Problems with breed lifespan data
- The figures quoted are median lifespans. Juvenile deaths are included which lower the median. For example, a six-year-old dog having already survived that long will therefore expect a higher median lifespan than these figures suggest for all dogs from puppyhood. The ages should still be valid as a comparison between breeds.
- Studies use self-reported data and often get response rates of only one in four. This will tend to create reporting bias where people are more likely to send back data for atypical results such as early deaths. The data below doesn’t include breeds with very low numbers or response rates.

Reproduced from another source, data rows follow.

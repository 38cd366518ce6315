//! Cut-cost evaluation.
//!
//! A net crosses when it has at least one member in each partition;
//! unassigned members do not contribute. The cut size of an assignment is the
//! number of crossing nets. Two evaluation paths exist: the full recompute,
//! used once to seed a worker's root node and in sanity-check mode, and the
//! incremental extension, which touches only the nets of the block being
//! decided and is the only cost computation on the hot path.

use crate::hypergraph::{Hypergraph, Partition};

/// Whether net `nid` has members in both partitions under `assignment`.
pub fn net_crosses(h: &Hypergraph, nid: u32, assignment: &[Option<Partition>]) -> bool {
    let mut in_a = false;
    let mut in_b = false;
    for &bid in h.net(nid) {
        match assignment[bid as usize] {
            Some(Partition::A) => in_a = true,
            Some(Partition::B) => in_b = true,
            None => {}
        }
        if in_a && in_b {
            return true;
        }
    }
    false
}

/// Cut size of `assignment`, recomputed from scratch over every net.
pub fn calc_cost(h: &Hypergraph, assignment: &[Option<Partition>]) -> u32 {
    (0..h.num_nets() as u32)
        .filter(|&nid| net_crosses(h, nid, assignment))
        .count() as u32
}

/// Per-net crossing flags of `assignment`, plus their sum.
///
/// Seeds a search root; everything after that goes through
/// [`extend_crossing`].
pub fn initial_crossing(h: &Hypergraph, assignment: &[Option<Partition>]) -> (Vec<bool>, u32) {
    let crossing: Vec<bool> = (0..h.num_nets() as u32)
        .map(|nid| net_crosses(h, nid, assignment))
        .collect();
    let cut = crossing.iter().filter(|&&c| c).count() as u32;
    (crossing, cut)
}

/// Cut delta and updated per-net flags for deciding block `bid` into `part`.
///
/// `assignment` is the parent assignment, with `bid` still undecided and
/// `crossing` its per-net flags. A net already crossing stays crossing. A net
/// of `bid` that is not yet crossing starts to cross exactly when one of its
/// already-assigned members sits on the opposite side.
pub fn extend_crossing(
    h: &Hypergraph,
    assignment: &[Option<Partition>],
    crossing: &[bool],
    bid: usize,
    part: Partition,
) -> (u32, Vec<bool>) {
    let other = Some(part.opposite());
    let mut child = crossing.to_vec();
    let mut delta = 0;
    for &nid in h.block_nets(bid) {
        if child[nid as usize] {
            continue;
        }
        if h.net(nid).iter().any(|&b| assignment[b as usize] == other) {
            child[nid as usize] = true;
            delta += 1;
        }
    }
    (delta, child)
}

#[cfg(test)]
mod tests {
    use super::*;
    use rand::rngs::StdRng;
    use rand::{Rng, SeedableRng};

    use crate::hypergraph::Partition::{A, B};

    fn assigned(parts: &[Option<Partition>]) -> Vec<Option<Partition>> {
        parts.to_vec()
    }

    #[test]
    fn unassigned_members_do_not_cross() {
        let h = Hypergraph::new(3, vec![vec![0, 1, 2]]);
        assert!(!net_crosses(&h, 0, &assigned(&[Some(A), None, None])));
        assert!(!net_crosses(&h, 0, &assigned(&[Some(A), Some(A), None])));
        assert!(net_crosses(&h, 0, &assigned(&[Some(A), Some(B), None])));
    }

    #[test]
    fn calc_cost_counts_crossing_nets() {
        let h = Hypergraph::new(4, vec![vec![0, 1], vec![2, 3], vec![0, 3]]);
        // 0,1 -> A; 2,3 -> B: only the {0,3} net crosses.
        let full = assigned(&[Some(A), Some(A), Some(B), Some(B)]);
        assert_eq!(calc_cost(&h, &full), 1);
        // Everything on one side: nothing crosses.
        let mono = assigned(&[Some(A), Some(A), Some(A), Some(A)]);
        assert_eq!(calc_cost(&h, &mono), 0);
    }

    #[test]
    fn extension_delta_matches_full_recompute() {
        let h = Hypergraph::new(
            6,
            vec![vec![0, 1, 2], vec![2, 3], vec![3, 4, 5], vec![0, 5], vec![1, 4]],
        );
        let mut assignment: Vec<Option<Partition>> = vec![None; 6];
        let (mut crossing, mut cut) = initial_crossing(&h, &assignment);
        assert_eq!(cut, 0);
        for (bid, part) in [(0, A), (1, B), (2, A), (3, B), (4, A), (5, B)] {
            let (delta, child) = extend_crossing(&h, &assignment, &crossing, bid, part);
            assignment[bid] = Some(part);
            cut += delta;
            crossing = child;
            assert_eq!(cut, calc_cost(&h, &assignment), "after deciding block {bid}");
        }
    }

    #[test]
    fn random_decision_sequences_agree_with_reference() {
        let mut rng = StdRng::seed_from_u64(0x5eed);
        for _ in 0..50 {
            let num_blocks = rng.gen_range(2..=10);
            let num_nets = rng.gen_range(1..=12);
            let nets: Vec<Vec<u32>> = (0..num_nets)
                .map(|_| {
                    let arity = rng.gen_range(1..=num_blocks);
                    let mut members: Vec<u32> = (0..num_blocks as u32).collect();
                    for i in (1..members.len()).rev() {
                        members.swap(i, rng.gen_range(0..=i));
                    }
                    members.truncate(arity);
                    members
                })
                .collect();
            let h = Hypergraph::new(num_blocks, nets);

            let mut assignment: Vec<Option<Partition>> = vec![None; num_blocks];
            let (mut crossing, mut cut) = initial_crossing(&h, &assignment);
            for bid in 0..num_blocks {
                let part = if rng.gen_bool(0.5) { A } else { B };
                let (delta, child) = extend_crossing(&h, &assignment, &crossing, bid, part);
                assignment[bid] = Some(part);
                cut += delta;
                crossing = child;
                assert_eq!(cut, calc_cost(&h, &assignment));
                // The per-net flags must agree with the definition, not just the sum.
                for nid in 0..h.num_nets() as u32 {
                    assert_eq!(crossing[nid as usize], net_crosses(&h, nid, &assignment));
                }
            }
        }
    }

    #[test]
    fn crossing_is_monotone_under_extension() {
        let h = Hypergraph::new(4, vec![vec![0, 1, 2, 3], vec![1, 2]]);
        let assignment = assigned(&[Some(A), Some(B), None, None]);
        let (crossing, cut) = initial_crossing(&h, &assignment);
        for part in [A, B] {
            let (delta, child) = extend_crossing(&h, &assignment, &crossing, 2, part);
            assert!(cut + delta >= cut);
            for nid in 0..h.num_nets() {
                assert!(child[nid] >= crossing[nid], "net {nid} stopped crossing");
            }
        }
    }
}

- These studies use old data. All three studies use data for dogs who died before the study date and therefore didn’t have access to many recent advances in veterinary care. This may mean modern lifespans are generally older but it may also explain the idea (myth?) that large dogs die sooner. Look at this recent data from our clinic on 800 living patients. If you can see any difference between large and small dog lifespans you’re doing better than me. Read why I think old dogs now live longer than they used to.
Lifespans Of Dog Breeds
Dog breed longevity in the table below comes from three UK studies, which are the most recent and probably most similar to Australian dogs. Each dog breed is pictured here. Also, visit our page on the genetic diseases of different dog breeds.

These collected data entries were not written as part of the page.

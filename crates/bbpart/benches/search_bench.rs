//! Criterion microbenches for the partitioning engine (group "search").
//!
//! - Full engine runs on a deterministic grid problem, single- and
//!   multi-threaded.
//! - The two cost paths in isolation: full recompute and one-block extension.
//!
//! The grid problem is fixed so runs are stable; no randomness anywhere.

use criterion::{criterion_group, criterion_main, BatchSize, Criterion};

use bbpart::cost::{calc_cost, extend_crossing, initial_crossing};
use bbpart::{Hypergraph, Partition, Partitioner, Settings};

/// `rows x cols` grid of blocks with one two-pin net per adjacent pair.
fn grid(rows: u32, cols: u32) -> Hypergraph {
    let mut nets = Vec::new();
    for r in 0..rows {
        for c in 0..cols {
            let b = r * cols + c;
            if c + 1 < cols {
                nets.push(vec![b, b + 1]);
            }
            if r + 1 < rows {
                nets.push(vec![b, b + cols]);
            }
        }
    }
    Hypergraph::new((rows * cols) as usize, nets)
}

fn headless(threads: usize) -> Settings {
    Settings {
        threads,
        headless: true,
        ..Settings::default()
    }
}

fn bench_engine(c: &mut Criterion) {
    let mut group = c.benchmark_group("search");
    let h = grid(4, 4);
    group.bench_function("grid4x4_1_thread", |b| {
        b.iter_batched(
            || Partitioner::new(h.clone(), headless(1)),
            |p| p.run().unwrap(),
            BatchSize::SmallInput,
        )
    });
    group.bench_function("grid4x4_4_threads", |b| {
        b.iter_batched(
            || Partitioner::new(h.clone(), headless(4)),
            |p| p.run().unwrap(),
            BatchSize::SmallInput,
        )
    });
    group.finish();
}

fn bench_cost_paths(c: &mut Criterion) {
    let mut group = c.benchmark_group("search");
    let h = grid(4, 4);
    let n = h.num_blocks();
    // A half-decided assignment, alternating sides.
    let assignment: Vec<Option<Partition>> = (0..n)
        .map(|b| {
            (b < n / 2).then(|| {
                if b % 2 == 0 {
                    Partition::A
                } else {
                    Partition::B
                }
            })
        })
        .collect();
    let (crossing, _) = initial_crossing(&h, &assignment);

    group.bench_function("calc_cost_full", |b| {
        b.iter(|| calc_cost(&h, &assignment))
    });
    group.bench_function("extend_one_block", |b| {
        b.iter(|| extend_crossing(&h, &assignment, &crossing, n / 2, Partition::A))
    });
    group.finish();
}

criterion_group!(benches, bench_engine, bench_cost_paths);
criterion_main!(benches);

- very low numbers, Corgis merged
References & Comments
Adams, V. J., Evans, K. M., Sampson, J., & Wood, J. L. N. (2010). Methods and mortality results of a health survey of purebred dogs in the UK. Journal of Small Animal Practice, 51(10), 512-524. This study used data from questionnaires sent to members of breed clubs in the UK. Breeds were only included when the response rate was at least 15%. Cross breeds were not included.
Michell, A. R. “Longevity of British breeds of dog and its relationships with sex, size, cardiovascular variables and disease.” The Veterinary Record 145.22 (1999): 625-629. Data came from questionnaires sent to owners of UK dogs insured with a large pet insurance company.
O’Neill, D. G., Church, D. B., McGreevy, P. D., Thomson, P. C., & Brodbelt, D. C. (2013). Longevity and mortality of owned dogs in England. The Veterinary Journal, 198(3), 638-643. This study accessed UK veterinary clinic databases.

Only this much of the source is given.